塩釜のことを思い出しながら

十年前の三月十一日、私は高校を卒業したばかり、春からは浪人生活が控えていて、取り立ててやることもないのでのんびりと家で転がっていました。地震が来た時にはぼんやりテレビかなにかを見ていたと思います。家が軋むほどに地面が揺れはじめ、慌てて表に出ると玄関先の水たまりがぱちゃぱちゃと音を立てて波立っていて、ずいぶん驚きました。見慣れた庭の水溜まりが波立つ不思議な景色は人生で初めての経験で、今でもよく覚えています。しかしその後すぐ、テレビで報じられた津波の映像を見て、比較にならない衝撃を受け茫然とさせられました。
 塩釜でのボランティア活動の話は母から聞いたように思います。予備校にも通わず時間も体も持て余していた私は喜んで参加しました。三月二十八日から三十日のことです。何も生み出さずでただ飯を食う毎日を後ろめたいと思っていたようにも思います。
 S神父さまの運転で我々は塩釜へ向かいました。仙台市周辺くらいからビルや道路にひび割れが見え始め、少しずつ景色が変わっていきました。塩釜へ着く頃には辺りの景色は見たこともない様子に変わっていました。塩釜の街は津波が運んだ泥にまみれてどこも暗い灰色でした。液状化現象で公園の公衆便所が丸ごと逆さまになっていたのには驚かされた。
 私達の作業は、津波をかぶった被災者の家から泥だらけの家具を運び出すことでした。私の担当は或るおばあさんの家でした。運びだした荷物を一つ一つどうするかおばあさんに聞きます。おばあさんは大概「なげる」と答えます。このあたりの言葉で「捨てる」という意味なんだそうです。おばあさんの家財道具はそのほとんどが処分せざるを得ない状態でした。私が家で転がってテレビを見ている間に、このおばあさんは生活のほとんどを奪われてしまったのです。自然災害に生活を奪われるとういことがどういうことか、私はそれまで知らなかった。圧倒的に理不尽で、悲惨なものでした。そんな状況で、おばあさんは私達にとても優しかったのを憶えています。おばあさんは私にリポビタンDを何度も勧めてくれました。私は二本は飲んだが、おばあさんはそれでもしきりに勧めてくれるのでした。おばあさんはどういう心境だったんでしょうか。私は複雑な気持ちで荷物を運びました。
 子ども時代の私は地震のような災害だとか、世の中の大きな問題に対して、甚だ無責任な態度でありました。大人たちがなんとかすると、そう思っていましたし、なんとかできない大人たちに憤りのようなものを感じていたと思います。
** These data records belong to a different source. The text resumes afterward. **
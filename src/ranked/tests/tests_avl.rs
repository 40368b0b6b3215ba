//! AVL structural invariants under churn.

#[cfg(test)]
mod tests {
    use crate::entry::{Entry, Order};
    use crate::ranked::{AvlCollection, RankedCollection};
    use rand::{Rng, SeedableRng, rngs::StdRng};

    #[test]
    fn invariants_hold_under_random_updates() {
        let mut rng = StdRng::seed_from_u64(7);
        let mut tree = AvlCollection::new(Order::Descending);
        for step in 0..2_000 {
            tree.upsert(Entry::new(rng.random_range(0..300), f64::from(rng.random_range(0i32..1000))));
            if step % 100 == 0 {
                assert!(tree.check_invariants(), "step {step}");
            }
        }
        assert!(tree.check_invariants());
    }

    #[test]
    fn sequential_inserts_stay_logarithmic() {
        let mut tree = AvlCollection::new(Order::Ascending);
        for id in 0..4_096u64 {
            tree.upsert(Entry::new(id, id as f64));
        }
        assert!(tree.check_invariants());
        // AVL height bound: < 1.45 log2(n + 2).
        assert!(tree.height() <= 18, "height {}", tree.height());
        assert_eq!(tree.rank_of(0), Some(1));
        assert_eq!(tree.rank_of(4_095), Some(4_096));
    }

    #[test]
    fn rebuild_produces_balanced_tree() {
        let mut tree = AvlCollection::new(Order::Descending);
        tree.rebuild((0..1_000u64).map(|id| Entry::new(id, (id % 17) as f64)).collect());
        assert!(tree.check_invariants());
        assert_eq!(tree.len(), 1_000);
        tree.upsert(Entry::new(5, 100.0));
        assert!(tree.check_invariants());
        assert_eq!(tree.rank_of(5), Some(1));
    }

    #[test]
    fn moving_every_entry_keeps_sizes_consistent() {
        let mut tree = AvlCollection::new(Order::Descending);
        for id in 0..200u64 {
            tree.upsert(Entry::new(id, id as f64));
        }
        for id in 0..200u64 {
            tree.upsert(Entry::new(id, -(id as f64)));
        }
        assert!(tree.check_invariants());
        assert_eq!(tree.rank_of(0), Some(1));
        assert_eq!(tree.rank_of(199), Some(200));
    }
}
//! # RankStore
//!
//! An embeddable leaderboard store. Each named store keeps its whole
//! ranking in memory in an order-statistics structure and persists it,
//! sharded into fixed-capacity **buckets**, to an external key/value
//! backend with debounced, write-minimising flushes.
//!
//! ## Quick Start
//!
//! ```rust
//! use std::sync::Arc;
//! use rankstore::{MemoryBackend, Registry, StoreConfig};
//!
//! let registry = Registry::new(Arc::new(MemoryBackend::new()));
//! let board = registry
//!     .get_rank_store(StoreConfig::new("weekly", 4, 1000))
//!     .unwrap();
//!
//! // Write
//! board.set_score(1, 10.0).unwrap();
//! board.set_score(2, 30.0).unwrap();
//! board.set_score(3, 20.0).unwrap();
//!
//! // Top-N, highest score first
//! let top = board.get_top_scores(2).unwrap();
//! assert_eq!((top[0].id, top[0].rank), (2, 1));
//! assert_eq!((top[1].id, top[1].rank), (3, 2));
//!
//! // Updates report the rank before and after
//! let moved = board.set_score(1, 40.0).unwrap();
//! assert_eq!((moved.prev_rank, moved.new_rank), (Some(3), 1));
//!
//! // Persist now instead of waiting for the lazy-save timer
//! board.flush_buffer().unwrap();
//!
//! // Graceful shutdown
//! registry.close().unwrap();
//! ```
//!
//! ## Features
//!
//! - **Three ranking structures**: sorted table, size-augmented AVL tree,
//!   packed byte string. All rank identically.
//! - **Bucketed persistence**: contiguous slices of the ranking, each
//!   bounded by `max_bucket_size`, redistributable to more buckets.
//! - **Lazy saving**: mutations are coalesced and flushed on a timer; only
//!   buckets whose contents changed are written.
//! - **Epoch-based clear**: clearing abandons old keys instead of deleting.
//! - **CRC32 integrity**: every bucket payload is checksummed.

pub mod backend;
pub mod codec;
pub mod entry;
pub mod gateway;
pub(crate) mod partition;
pub mod ranked;
pub(crate) mod scheduler;
pub mod store;

use std::collections::HashMap;
use std::str::FromStr;
use std::sync::{Arc, Mutex};
use std::time::Duration;

use thiserror::Error;
use tracing::{debug, info, warn};

pub use backend::{Backend, BackendError, FsBackend, MemoryBackend};
pub use codec::{CodecError, Compression};
pub use entry::{Entry, Identity, Order, RankedEntry, SetResult};
pub use gateway::{GatewayError, RetryPolicy};
pub use ranked::DataStructure;
pub use scheduler::FlushState;
pub use store::RankStore;

use gateway::Gateway;
use partition::PartitionError;

pub use partition::MAX_BUCKETS;

/// Lazy-save delay used by [`StoreConfig::new`].
pub const DEFAULT_LAZY_SAVE_TIME: Duration = Duration::from_secs(60);

// ------------------------------------------------------------------------------------------------
// Configuration
// ------------------------------------------------------------------------------------------------

/// Configuration of one named store.
///
/// Fixed for the lifetime of the store, except that the bucket count can
/// grow through [`RankStore::update_num_buckets`].
///
/// # Example
///
/// ```rust
/// use std::time::Duration;
/// use rankstore::{Compression, DataStructure, StoreConfig};
///
/// // Documented defaults
/// let config = StoreConfig::new("weekly", 8, 5000);
///
/// // Or customize
/// let config = StoreConfig {
///     lazy_save_time: Some(Duration::from_secs(5)),
///     data_structure: DataStructure::Avl,
///     compression: Compression::None,
///     ascending: true,
///     ..StoreConfig::new("speedrun", 8, 5000)
/// };
/// ```
#[derive(Debug, Clone, PartialEq)]
pub struct StoreConfig {
    /// Store name; prefixes every backend key. Must be non-empty and must
    /// not contain `:`.
    pub name: String,

    /// Initial number of buckets. Must be in `1..=MAX_BUCKETS`.
    pub num_buckets: usize,

    /// Maximum entries per bucket. Must be ≥ 1.
    pub max_bucket_size: usize,

    /// Delay between the first unflushed mutation and the automatic flush.
    ///
    /// `None` disables lazy saving: every mutation flushes before
    /// returning. Default: 60 s. Must be non-zero when set.
    pub lazy_save_time: Option<Duration>,

    /// Write buckets concurrently during a flush. Default: `false`.
    pub parallel: bool,

    /// In-memory ranking structure. Default: [`DataStructure::Table`].
    pub data_structure: DataStructure,

    /// Payload compression. Default: [`Compression::Base91`].
    pub compression: Compression,

    /// Rank lowest scores first. Default: `false`.
    pub ascending: bool,
}

impl StoreConfig {
    pub fn new(name: impl Into<String>, num_buckets: usize, max_bucket_size: usize) -> Self {
        Self {
            name: name.into(),
            num_buckets,
            max_bucket_size,
            lazy_save_time: Some(DEFAULT_LAZY_SAVE_TIME),
            parallel: false,
            data_structure: DataStructure::default(),
            compression: Compression::default(),
            ascending: false,
        }
    }

    /// Entries the initial layout can hold.
    pub fn capacity(&self) -> usize {
        self.num_buckets.saturating_mul(self.max_bucket_size)
    }

    /// Validates all configuration parameters.
    pub(crate) fn validate(&self) -> Result<(), StoreError> {
        if self.name.is_empty() {
            return Err(StoreError::InvalidConfig("name must not be empty".into()));
        }
        if self.name.contains(':') {
            return Err(StoreError::InvalidConfig(
                "name must not contain ':'".into(),
            ));
        }
        if self.num_buckets == 0 {
            return Err(StoreError::InvalidConfig("num_buckets must be >= 1".into()));
        }
        if self.num_buckets > MAX_BUCKETS {
            return Err(StoreError::InvalidConfig(format!(
                "num_buckets must be <= {MAX_BUCKETS}"
            )));
        }
        if self.max_bucket_size == 0 {
            return Err(StoreError::InvalidConfig(
                "max_bucket_size must be >= 1".into(),
            ));
        }
        if self.lazy_save_time == Some(Duration::ZERO) {
            return Err(StoreError::InvalidConfig(
                "lazy_save_time must be non-zero; use None to disable lazy saving".into(),
            ));
        }
        Ok(())
    }
}

impl FromStr for DataStructure {
    type Err = StoreError;

    fn from_str(s: &str) -> Result<Self, Self::Err> {
        match s {
            "table" => Ok(Self::Table),
            "avl" => Ok(Self::Avl),
            "string" => Ok(Self::Packed),
            other => Err(StoreError::InvalidConfig(format!(
                "unknown data structure '{other}'"
            ))),
        }
    }
}

impl FromStr for Compression {
    type Err = StoreError;

    fn from_str(s: &str) -> Result<Self, Self::Err> {
        match s {
            "base91" => Ok(Self::Base91),
            "none" => Ok(Self::None),
            other => Err(StoreError::InvalidConfig(format!(
                "unknown compression '{other}'"
            ))),
        }
    }
}

// ------------------------------------------------------------------------------------------------
// Error type
// ------------------------------------------------------------------------------------------------

/// Errors returned by [`RankStore`] and [`Registry`] operations.
#[derive(Debug, Error)]
pub enum StoreError {
    /// The identity has no score in this store.
    #[error("identity {0} not found")]
    NotFound(Identity),

    /// An argument is out of range.
    #[error("invalid argument: {0}")]
    InvalidArgument(String),

    /// Invalid configuration parameter.
    #[error("invalid config: {0}")]
    InvalidConfig(String),

    /// The bucket layout cannot hold the entries.
    #[error(
        "capacity exceeded: {entries} entries do not fit {num_buckets} buckets of {max_bucket_size}"
    )]
    CapacityExceeded {
        entries: usize,
        num_buckets: usize,
        max_bucket_size: usize,
    },

    /// A stored bucket failed to decode.
    #[error("bucket {index} is corrupt: {source}")]
    CorruptPayload {
        index: usize,
        #[source]
        source: CodecError,
    },

    /// Backing-store access failed.
    #[error("{0}")]
    Gateway(#[from] GatewayError),

    /// Encoding a payload failed.
    #[error("{0}")]
    Codec(#[from] CodecError),

    /// The store has been closed.
    #[error("store is closed")]
    Closed,

    /// Internal invariant violation.
    #[error("internal error: {0}")]
    Internal(String),
}

impl StoreError {
    /// `true` when retrying the same operation later may succeed.
    pub fn is_transient(&self) -> bool {
        matches!(self, Self::Gateway(e) if e.is_transient())
    }
}

impl From<PartitionError> for StoreError {
    fn from(e: PartitionError) -> Self {
        match e {
            PartitionError::CapacityExceeded {
                entries,
                num_buckets,
                max_bucket_size,
            } => Self::CapacityExceeded {
                entries,
                num_buckets,
                max_bucket_size,
            },
            PartitionError::InvalidBucketCount { current, requested } => {
                Self::InvalidArgument(format!(
                    "bucket count can only grow: current {current}, requested {requested}"
                ))
            }
            PartitionError::TooManyBuckets { requested, limit } => Self::InvalidArgument(
                format!("bucket count {requested} exceeds limit of {limit}"),
            ),
            PartitionError::CorruptBucket { index, source } => {
                Self::CorruptPayload { index, source }
            }
            PartitionError::Codec(e) => Self::Codec(e),
        }
    }
}

// ------------------------------------------------------------------------------------------------
// Registry
// ------------------------------------------------------------------------------------------------

/// Owner of the live stores of one backend, keyed by name.
///
/// The registry is an explicit object rather than process-global state:
/// create one per backend and share it (it is `Send + Sync`).
///
/// # Shutdown
///
/// [`Registry::close`] flushes and closes every store. Dropping the
/// registry without closing still attempts a final flush of each store,
/// but errors are only logged.
pub struct Registry {
    gateway: Gateway,
    stores: Mutex<HashMap<String, RankStore>>,
}

impl std::fmt::Debug for Registry {
    fn fmt(&self, f: &mut std::fmt::Formatter<'_>) -> std::fmt::Result {
        f.debug_struct("Registry")
            .field("stores", &self.names())
            .finish_non_exhaustive()
    }
}

impl Registry {
    /// Registry over `backend` with the default [`RetryPolicy`].
    pub fn new(backend: Arc<dyn Backend>) -> Self {
        Self::with_retry_policy(backend, RetryPolicy::default())
    }

    pub fn with_retry_policy(backend: Arc<dyn Backend>, retry: RetryPolicy) -> Self {
        Self {
            gateway: Gateway::new(backend, retry),
            stores: Mutex::new(HashMap::new()),
        }
    }

    /// Returns the live store named `config.name`, creating it on first use.
    ///
    /// The first caller's configuration wins: later calls with the same
    /// name return the existing store and ignore their other parameters.
    /// A closed store is replaced by a fresh instance. No backend I/O
    /// happens here; the store hydrates on first access.
    ///
    /// # Errors
    ///
    /// Returns [`StoreError::InvalidConfig`] if a new store would be created
    /// and any configuration parameter is out of range.
    pub fn get_rank_store(&self, config: StoreConfig) -> Result<RankStore, StoreError> {
        let mut stores = self.lock()?;

        if let Some(store) = stores.get(&config.name) {
            if !store.is_closed() {
                if store.config() != &config {
                    debug!(store = %config.name, "store exists, ignoring new configuration");
                }
                return Ok(store.clone());
            }
        }

        let name = config.name.clone();
        let store = RankStore::open(config, self.gateway.clone())?;
        stores.insert(name, store.clone());
        Ok(store)
    }

    /// The live store named `name`, if one was created.
    pub fn get(&self, name: &str) -> Option<RankStore> {
        self.lock().ok()?.get(name).cloned()
    }

    /// Names of all registered stores, sorted.
    pub fn names(&self) -> Vec<String> {
        let mut names: Vec<String> = self
            .lock()
            .map(|stores| stores.keys().cloned().collect())
            .unwrap_or_default();
        names.sort();
        names
    }

    /// Closes every store and empties the registry.
    ///
    /// Every store is closed even if an earlier one fails; the first error
    /// is returned.
    pub fn close(&self) -> Result<(), StoreError> {
        let stores: Vec<RankStore> = self.lock()?.drain().map(|(_, s)| s).collect();
        let mut first_error = None;
        for store in &stores {
            if let Err(e) = store.close() {
                warn!(store = %store.name(), error = %e, "close failed");
                first_error.get_or_insert(e);
            }
        }
        info!(stores = stores.len(), "registry closed");
        first_error.map_or(Ok(()), Err)
    }

    fn lock(&self) -> Result<std::sync::MutexGuard<'_, HashMap<String, RankStore>>, StoreError> {
        self.stores
            .lock()
            .map_err(|_| StoreError::Internal("registry lock poisoned".into()))
    }
}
十八歳の私は被災地を見て、大きな問題の前で個人がいかに力を持たないかを実感として知りました。大人にもどうにもならないことはあるのです。最近になって、子どもだった私が憤りを感じていた大人たちも、かつては子どもであったことに、今更ながら考えが及んだところです。どうにもならない問題が山積みの社会で生まれ育ち大きくなっていつのまにか大人になっている。大人と子どもの境目はどこにあるのでしょうか。大人と子どもの見た目はずいぶん違いますが、その実そんなに差はないものなのかもしれない。しかしながら、そういうことを考えたからといって、大きな問題に対して無責任な態度をとることは、十八歳の私からみたらやはり格好のよくないことだと思います。二十八歳の今、世の中は未曽有で想定外の問題に溢れていて、自分の無力を感じる日々の連続です。私が出来ることはとても少ないし、何をすべきかもあまりわからない。ですが、あの頃の自分に顔向けができるように、せめて自分に何ができるかを考え続けていたいと思っています。